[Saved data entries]

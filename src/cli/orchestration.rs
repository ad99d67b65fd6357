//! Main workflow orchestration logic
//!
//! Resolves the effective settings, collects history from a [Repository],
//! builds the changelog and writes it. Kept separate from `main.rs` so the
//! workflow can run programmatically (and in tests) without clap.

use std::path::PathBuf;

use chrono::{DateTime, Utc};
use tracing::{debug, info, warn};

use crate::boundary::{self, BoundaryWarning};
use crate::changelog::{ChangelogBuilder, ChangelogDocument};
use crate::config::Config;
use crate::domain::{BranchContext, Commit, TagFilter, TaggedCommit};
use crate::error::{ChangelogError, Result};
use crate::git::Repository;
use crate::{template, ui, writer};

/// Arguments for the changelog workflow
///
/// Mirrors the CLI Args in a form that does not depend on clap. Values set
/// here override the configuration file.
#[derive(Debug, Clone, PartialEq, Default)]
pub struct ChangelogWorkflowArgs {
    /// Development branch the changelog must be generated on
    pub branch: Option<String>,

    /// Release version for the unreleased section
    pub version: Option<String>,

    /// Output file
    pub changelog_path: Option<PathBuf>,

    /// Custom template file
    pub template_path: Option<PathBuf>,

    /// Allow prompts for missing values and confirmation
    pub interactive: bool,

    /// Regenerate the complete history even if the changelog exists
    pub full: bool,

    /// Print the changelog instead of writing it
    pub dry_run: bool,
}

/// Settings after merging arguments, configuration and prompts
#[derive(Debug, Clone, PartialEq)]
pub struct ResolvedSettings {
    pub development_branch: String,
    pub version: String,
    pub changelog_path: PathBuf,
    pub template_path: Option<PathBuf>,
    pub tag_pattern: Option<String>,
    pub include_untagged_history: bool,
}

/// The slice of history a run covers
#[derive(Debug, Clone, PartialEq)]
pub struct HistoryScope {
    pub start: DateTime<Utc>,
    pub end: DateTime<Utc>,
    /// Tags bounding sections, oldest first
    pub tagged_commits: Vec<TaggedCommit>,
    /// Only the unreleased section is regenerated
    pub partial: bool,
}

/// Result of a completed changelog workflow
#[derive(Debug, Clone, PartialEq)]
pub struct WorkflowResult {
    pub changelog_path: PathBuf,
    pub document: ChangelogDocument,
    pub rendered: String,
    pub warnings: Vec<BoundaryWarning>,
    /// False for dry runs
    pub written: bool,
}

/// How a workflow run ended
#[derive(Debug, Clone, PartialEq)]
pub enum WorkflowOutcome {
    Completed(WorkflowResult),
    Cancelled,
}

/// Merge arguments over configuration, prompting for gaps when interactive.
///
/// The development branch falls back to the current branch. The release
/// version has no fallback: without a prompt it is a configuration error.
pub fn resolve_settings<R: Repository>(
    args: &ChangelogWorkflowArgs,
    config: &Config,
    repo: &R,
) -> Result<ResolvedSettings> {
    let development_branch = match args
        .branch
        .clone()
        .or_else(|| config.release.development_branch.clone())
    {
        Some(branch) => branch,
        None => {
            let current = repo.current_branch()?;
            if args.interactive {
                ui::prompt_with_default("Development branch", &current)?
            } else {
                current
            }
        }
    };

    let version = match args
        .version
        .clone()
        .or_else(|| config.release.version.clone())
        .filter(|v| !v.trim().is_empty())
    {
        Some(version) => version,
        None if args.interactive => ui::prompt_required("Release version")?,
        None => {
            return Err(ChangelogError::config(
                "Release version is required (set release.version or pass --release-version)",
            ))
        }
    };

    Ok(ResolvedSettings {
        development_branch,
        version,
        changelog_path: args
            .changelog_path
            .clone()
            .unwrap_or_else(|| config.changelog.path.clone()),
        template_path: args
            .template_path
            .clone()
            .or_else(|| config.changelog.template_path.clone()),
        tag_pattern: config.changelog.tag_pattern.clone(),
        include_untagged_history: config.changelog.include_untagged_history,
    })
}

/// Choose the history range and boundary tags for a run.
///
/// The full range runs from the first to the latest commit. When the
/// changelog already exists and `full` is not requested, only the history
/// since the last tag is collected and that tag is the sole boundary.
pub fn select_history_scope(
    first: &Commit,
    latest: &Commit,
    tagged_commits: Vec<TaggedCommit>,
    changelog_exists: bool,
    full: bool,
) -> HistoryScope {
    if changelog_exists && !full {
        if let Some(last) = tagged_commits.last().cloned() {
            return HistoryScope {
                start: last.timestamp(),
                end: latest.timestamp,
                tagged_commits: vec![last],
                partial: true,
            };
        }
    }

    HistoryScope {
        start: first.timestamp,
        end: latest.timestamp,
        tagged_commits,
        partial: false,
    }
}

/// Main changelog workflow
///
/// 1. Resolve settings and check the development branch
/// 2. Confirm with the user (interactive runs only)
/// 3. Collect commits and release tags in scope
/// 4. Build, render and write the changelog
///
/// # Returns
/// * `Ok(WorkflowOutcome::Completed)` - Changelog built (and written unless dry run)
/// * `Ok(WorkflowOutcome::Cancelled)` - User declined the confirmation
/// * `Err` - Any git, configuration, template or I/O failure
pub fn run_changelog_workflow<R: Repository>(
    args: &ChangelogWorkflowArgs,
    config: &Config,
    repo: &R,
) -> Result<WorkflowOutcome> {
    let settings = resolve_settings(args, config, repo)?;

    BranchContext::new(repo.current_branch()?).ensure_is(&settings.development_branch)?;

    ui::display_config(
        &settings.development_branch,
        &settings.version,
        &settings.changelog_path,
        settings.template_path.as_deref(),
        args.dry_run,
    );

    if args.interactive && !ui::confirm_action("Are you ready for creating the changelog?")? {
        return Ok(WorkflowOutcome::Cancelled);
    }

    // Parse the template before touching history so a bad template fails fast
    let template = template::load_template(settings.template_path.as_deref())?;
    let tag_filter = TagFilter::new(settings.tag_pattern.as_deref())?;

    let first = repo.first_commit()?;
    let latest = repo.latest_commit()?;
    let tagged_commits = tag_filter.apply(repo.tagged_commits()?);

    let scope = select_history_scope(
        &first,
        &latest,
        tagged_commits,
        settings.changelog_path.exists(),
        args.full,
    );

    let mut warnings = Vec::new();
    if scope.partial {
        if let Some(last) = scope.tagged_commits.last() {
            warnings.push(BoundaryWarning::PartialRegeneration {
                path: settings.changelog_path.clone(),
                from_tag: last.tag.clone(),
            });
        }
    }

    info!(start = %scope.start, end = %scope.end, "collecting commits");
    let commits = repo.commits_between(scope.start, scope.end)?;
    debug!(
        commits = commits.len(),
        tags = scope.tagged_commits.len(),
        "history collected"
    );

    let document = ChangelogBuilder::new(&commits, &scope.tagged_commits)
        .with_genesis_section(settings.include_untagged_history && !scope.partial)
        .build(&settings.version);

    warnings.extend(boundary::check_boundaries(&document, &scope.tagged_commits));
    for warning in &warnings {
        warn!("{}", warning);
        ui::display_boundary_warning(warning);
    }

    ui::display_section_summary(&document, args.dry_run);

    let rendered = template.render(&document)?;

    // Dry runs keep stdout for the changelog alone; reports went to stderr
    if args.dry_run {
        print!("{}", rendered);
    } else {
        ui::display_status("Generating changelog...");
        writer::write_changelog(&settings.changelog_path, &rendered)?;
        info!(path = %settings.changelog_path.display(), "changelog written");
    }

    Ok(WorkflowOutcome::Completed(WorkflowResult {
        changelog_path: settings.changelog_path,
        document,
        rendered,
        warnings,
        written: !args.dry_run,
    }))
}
--
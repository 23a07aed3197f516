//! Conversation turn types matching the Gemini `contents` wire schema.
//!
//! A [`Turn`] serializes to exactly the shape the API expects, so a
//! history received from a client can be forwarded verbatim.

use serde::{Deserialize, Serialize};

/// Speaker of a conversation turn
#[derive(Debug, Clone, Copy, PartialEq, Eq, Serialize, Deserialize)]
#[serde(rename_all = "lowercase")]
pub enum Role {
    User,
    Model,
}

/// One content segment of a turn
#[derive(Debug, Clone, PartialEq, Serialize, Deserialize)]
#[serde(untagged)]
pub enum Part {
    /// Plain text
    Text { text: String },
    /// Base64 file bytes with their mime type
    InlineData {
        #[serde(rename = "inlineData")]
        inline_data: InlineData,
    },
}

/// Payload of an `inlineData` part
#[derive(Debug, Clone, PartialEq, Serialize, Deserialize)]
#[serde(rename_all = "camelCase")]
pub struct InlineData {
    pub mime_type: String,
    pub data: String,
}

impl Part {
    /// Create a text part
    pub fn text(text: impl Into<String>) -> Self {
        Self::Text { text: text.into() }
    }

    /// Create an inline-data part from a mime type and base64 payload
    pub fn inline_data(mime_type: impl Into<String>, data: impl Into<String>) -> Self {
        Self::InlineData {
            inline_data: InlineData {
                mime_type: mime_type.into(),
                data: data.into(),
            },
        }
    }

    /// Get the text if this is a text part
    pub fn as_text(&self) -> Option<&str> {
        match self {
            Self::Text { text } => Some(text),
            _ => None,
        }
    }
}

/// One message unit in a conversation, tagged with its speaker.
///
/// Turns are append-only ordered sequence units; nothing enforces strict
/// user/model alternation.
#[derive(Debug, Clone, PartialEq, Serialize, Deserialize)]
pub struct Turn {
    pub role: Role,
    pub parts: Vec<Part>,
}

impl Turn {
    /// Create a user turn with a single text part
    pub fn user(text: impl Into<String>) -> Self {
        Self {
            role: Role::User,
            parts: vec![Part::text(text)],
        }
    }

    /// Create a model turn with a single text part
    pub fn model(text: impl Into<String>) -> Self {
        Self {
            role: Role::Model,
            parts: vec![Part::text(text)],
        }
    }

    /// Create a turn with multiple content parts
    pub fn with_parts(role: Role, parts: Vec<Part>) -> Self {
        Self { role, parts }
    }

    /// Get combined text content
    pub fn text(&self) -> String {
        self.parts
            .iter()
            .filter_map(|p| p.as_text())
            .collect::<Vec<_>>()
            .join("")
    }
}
...
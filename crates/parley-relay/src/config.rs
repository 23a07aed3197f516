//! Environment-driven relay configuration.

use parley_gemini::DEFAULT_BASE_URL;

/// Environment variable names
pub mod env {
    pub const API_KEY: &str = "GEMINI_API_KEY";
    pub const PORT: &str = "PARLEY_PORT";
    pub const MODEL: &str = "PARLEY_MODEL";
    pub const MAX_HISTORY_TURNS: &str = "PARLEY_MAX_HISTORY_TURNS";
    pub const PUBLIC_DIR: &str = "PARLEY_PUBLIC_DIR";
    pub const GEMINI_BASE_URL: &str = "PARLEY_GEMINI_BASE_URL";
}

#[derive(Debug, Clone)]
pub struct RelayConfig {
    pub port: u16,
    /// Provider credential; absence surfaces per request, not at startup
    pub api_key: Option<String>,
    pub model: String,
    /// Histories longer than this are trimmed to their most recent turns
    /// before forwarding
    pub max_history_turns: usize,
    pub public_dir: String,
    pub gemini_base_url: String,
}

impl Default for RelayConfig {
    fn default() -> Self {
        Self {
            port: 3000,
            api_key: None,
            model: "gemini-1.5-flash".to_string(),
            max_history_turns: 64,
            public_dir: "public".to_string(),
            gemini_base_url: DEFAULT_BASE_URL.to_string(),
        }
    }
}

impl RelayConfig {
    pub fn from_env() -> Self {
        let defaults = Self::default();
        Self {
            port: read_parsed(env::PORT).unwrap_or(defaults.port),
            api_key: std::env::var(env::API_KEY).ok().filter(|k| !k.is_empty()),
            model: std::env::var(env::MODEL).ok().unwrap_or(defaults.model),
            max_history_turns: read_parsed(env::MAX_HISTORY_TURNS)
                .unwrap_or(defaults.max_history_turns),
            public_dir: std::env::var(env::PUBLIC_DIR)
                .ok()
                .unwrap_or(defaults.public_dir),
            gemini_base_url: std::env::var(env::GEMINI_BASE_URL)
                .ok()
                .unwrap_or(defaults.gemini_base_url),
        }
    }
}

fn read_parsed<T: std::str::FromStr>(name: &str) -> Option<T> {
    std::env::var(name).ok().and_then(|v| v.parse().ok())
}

__Action item__. Look through the lines above for "DateTime". Say how many have it, and give no other words.

__Answer to the exercise__. 3